Take the data below and copy exactly the lines starting at the one with "pub enum Role" and finishing at the one with "a user message", both included.

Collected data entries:
--- START ---
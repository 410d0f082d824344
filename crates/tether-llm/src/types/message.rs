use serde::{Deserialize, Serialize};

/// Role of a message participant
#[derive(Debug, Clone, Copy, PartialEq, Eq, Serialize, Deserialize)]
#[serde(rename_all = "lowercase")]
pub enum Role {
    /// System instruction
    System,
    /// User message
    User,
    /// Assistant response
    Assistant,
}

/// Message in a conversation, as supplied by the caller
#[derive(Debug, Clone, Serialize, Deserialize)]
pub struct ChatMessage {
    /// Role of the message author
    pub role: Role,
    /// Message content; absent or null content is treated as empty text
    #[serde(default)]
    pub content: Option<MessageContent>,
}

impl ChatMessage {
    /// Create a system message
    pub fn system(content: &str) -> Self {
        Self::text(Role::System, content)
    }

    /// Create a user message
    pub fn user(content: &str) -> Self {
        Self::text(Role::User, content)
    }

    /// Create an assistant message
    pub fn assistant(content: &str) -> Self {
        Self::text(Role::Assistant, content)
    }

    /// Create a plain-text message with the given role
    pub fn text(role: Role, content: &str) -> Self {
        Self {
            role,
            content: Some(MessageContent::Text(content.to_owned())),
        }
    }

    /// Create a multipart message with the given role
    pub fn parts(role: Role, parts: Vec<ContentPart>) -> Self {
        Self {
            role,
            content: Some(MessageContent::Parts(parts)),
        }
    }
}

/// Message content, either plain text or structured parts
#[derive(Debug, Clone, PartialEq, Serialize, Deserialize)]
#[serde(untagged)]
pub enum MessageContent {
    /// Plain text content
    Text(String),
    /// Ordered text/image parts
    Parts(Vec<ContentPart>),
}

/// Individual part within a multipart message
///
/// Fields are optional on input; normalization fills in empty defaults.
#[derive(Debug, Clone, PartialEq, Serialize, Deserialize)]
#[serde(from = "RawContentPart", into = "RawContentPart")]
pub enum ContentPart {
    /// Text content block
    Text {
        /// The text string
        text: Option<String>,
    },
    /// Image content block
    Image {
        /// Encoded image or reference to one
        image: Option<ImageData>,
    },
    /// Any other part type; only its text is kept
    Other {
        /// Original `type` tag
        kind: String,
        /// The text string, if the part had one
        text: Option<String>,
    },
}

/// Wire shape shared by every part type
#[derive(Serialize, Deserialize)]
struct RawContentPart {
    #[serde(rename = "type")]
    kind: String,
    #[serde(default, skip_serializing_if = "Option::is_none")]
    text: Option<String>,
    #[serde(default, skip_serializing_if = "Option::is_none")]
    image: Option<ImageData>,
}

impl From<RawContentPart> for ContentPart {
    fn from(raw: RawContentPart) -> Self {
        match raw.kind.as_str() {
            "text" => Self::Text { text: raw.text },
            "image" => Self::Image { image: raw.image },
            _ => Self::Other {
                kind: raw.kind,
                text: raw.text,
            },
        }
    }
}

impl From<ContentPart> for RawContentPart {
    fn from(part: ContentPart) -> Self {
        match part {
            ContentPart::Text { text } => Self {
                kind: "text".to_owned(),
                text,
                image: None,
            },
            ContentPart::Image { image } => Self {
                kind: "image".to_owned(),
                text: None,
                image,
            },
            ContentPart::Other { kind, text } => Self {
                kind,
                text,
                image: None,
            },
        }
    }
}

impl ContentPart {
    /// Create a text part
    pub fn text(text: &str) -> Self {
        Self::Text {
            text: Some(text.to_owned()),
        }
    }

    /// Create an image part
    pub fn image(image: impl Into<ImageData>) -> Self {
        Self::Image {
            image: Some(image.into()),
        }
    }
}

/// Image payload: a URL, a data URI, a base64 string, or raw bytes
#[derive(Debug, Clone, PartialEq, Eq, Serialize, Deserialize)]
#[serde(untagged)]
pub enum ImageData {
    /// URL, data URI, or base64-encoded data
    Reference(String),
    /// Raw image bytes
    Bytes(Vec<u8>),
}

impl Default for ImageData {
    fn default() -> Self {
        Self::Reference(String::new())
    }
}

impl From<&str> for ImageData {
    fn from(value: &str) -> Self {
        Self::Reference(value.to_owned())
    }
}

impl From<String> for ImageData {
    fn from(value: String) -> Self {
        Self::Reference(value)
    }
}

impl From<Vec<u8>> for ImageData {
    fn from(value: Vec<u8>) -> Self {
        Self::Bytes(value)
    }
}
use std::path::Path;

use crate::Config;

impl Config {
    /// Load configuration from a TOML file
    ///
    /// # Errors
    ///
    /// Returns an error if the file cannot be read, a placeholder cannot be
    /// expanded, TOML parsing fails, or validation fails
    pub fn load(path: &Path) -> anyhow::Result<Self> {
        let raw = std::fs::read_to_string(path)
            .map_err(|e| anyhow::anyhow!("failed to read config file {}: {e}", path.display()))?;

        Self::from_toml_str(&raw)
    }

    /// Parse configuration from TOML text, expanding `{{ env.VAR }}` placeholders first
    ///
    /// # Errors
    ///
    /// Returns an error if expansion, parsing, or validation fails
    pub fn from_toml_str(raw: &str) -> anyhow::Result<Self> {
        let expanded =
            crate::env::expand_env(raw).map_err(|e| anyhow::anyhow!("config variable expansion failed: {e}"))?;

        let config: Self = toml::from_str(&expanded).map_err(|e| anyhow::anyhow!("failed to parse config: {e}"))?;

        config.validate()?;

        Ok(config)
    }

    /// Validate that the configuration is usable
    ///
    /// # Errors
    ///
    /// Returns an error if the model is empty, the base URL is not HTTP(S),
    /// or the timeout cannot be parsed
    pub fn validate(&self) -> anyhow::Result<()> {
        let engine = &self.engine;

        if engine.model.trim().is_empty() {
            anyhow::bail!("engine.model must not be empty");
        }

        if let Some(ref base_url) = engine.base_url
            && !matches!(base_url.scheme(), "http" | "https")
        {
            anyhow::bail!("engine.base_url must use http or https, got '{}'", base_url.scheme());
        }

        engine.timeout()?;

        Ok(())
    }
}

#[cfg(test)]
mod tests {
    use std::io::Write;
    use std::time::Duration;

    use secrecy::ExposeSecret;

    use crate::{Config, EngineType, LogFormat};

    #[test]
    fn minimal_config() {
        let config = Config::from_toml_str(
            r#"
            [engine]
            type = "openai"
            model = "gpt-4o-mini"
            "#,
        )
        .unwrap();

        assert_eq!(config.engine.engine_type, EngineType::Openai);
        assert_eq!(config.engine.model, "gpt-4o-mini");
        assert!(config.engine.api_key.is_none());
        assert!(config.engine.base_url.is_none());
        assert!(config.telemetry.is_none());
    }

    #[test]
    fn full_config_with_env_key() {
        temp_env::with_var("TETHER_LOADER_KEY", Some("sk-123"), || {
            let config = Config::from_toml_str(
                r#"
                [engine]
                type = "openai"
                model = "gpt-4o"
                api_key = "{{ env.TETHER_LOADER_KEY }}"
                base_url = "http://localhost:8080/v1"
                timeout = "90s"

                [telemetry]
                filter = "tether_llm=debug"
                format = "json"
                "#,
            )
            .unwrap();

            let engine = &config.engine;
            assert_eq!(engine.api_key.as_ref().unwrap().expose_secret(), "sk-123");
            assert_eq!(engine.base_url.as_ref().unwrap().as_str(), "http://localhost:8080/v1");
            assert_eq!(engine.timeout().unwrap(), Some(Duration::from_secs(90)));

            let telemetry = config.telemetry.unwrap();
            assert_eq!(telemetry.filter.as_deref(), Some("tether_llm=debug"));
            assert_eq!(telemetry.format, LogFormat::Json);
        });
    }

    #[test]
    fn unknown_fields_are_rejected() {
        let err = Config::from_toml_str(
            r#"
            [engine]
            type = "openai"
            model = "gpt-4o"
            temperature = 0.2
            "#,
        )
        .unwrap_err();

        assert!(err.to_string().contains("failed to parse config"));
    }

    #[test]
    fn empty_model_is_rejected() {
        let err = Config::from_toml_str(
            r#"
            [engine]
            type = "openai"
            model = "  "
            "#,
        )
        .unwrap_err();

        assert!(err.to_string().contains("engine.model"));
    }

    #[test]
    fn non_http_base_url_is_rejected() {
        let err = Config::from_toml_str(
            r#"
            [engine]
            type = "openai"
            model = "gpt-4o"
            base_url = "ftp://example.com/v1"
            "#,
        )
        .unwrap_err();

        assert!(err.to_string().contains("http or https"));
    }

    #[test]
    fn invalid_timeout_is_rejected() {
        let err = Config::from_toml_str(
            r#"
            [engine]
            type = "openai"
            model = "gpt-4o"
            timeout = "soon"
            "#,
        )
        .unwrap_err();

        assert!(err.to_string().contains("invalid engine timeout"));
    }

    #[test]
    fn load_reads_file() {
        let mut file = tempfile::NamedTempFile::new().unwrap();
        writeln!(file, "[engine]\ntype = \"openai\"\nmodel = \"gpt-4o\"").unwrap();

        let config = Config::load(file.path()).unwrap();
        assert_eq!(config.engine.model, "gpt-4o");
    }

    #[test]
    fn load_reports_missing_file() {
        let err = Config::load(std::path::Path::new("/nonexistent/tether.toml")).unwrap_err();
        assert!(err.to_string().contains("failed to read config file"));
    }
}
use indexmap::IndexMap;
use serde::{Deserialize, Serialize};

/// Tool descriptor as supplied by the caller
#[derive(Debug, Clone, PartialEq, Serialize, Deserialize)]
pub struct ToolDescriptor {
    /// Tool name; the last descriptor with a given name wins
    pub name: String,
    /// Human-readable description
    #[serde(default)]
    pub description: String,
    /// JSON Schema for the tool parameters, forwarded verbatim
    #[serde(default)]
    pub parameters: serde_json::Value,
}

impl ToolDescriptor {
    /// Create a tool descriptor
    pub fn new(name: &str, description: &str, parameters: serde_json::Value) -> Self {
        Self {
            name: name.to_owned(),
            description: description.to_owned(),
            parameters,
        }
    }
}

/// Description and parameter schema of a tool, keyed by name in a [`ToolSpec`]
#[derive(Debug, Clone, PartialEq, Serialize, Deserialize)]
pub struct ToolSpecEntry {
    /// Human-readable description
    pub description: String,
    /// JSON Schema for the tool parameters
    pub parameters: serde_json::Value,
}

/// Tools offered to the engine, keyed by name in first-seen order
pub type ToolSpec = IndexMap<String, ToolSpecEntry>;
--- END ---
◆ **RESULT OF THE EXERCISE**
pub enum Role {
    /// System instruction
    System,
    /// User message
    User,
    /// Assistant response
    Assistant,
}

/// Message in a conversation, as supplied by the caller
#[derive(Debug, Clone, Serialize, Deserialize)]
pub struct ChatMessage {
    /// Role of the message author
    pub role: Role,
    /// Message content; absent or null content is treated as empty text
    #[serde(default)]
    pub content: Option<MessageContent>,
}

impl ChatMessage {
    /// Create a system message
    pub fn system(content: &str) -> Self {
        Self::text(Role::System, content)
    }

    /// Create a user message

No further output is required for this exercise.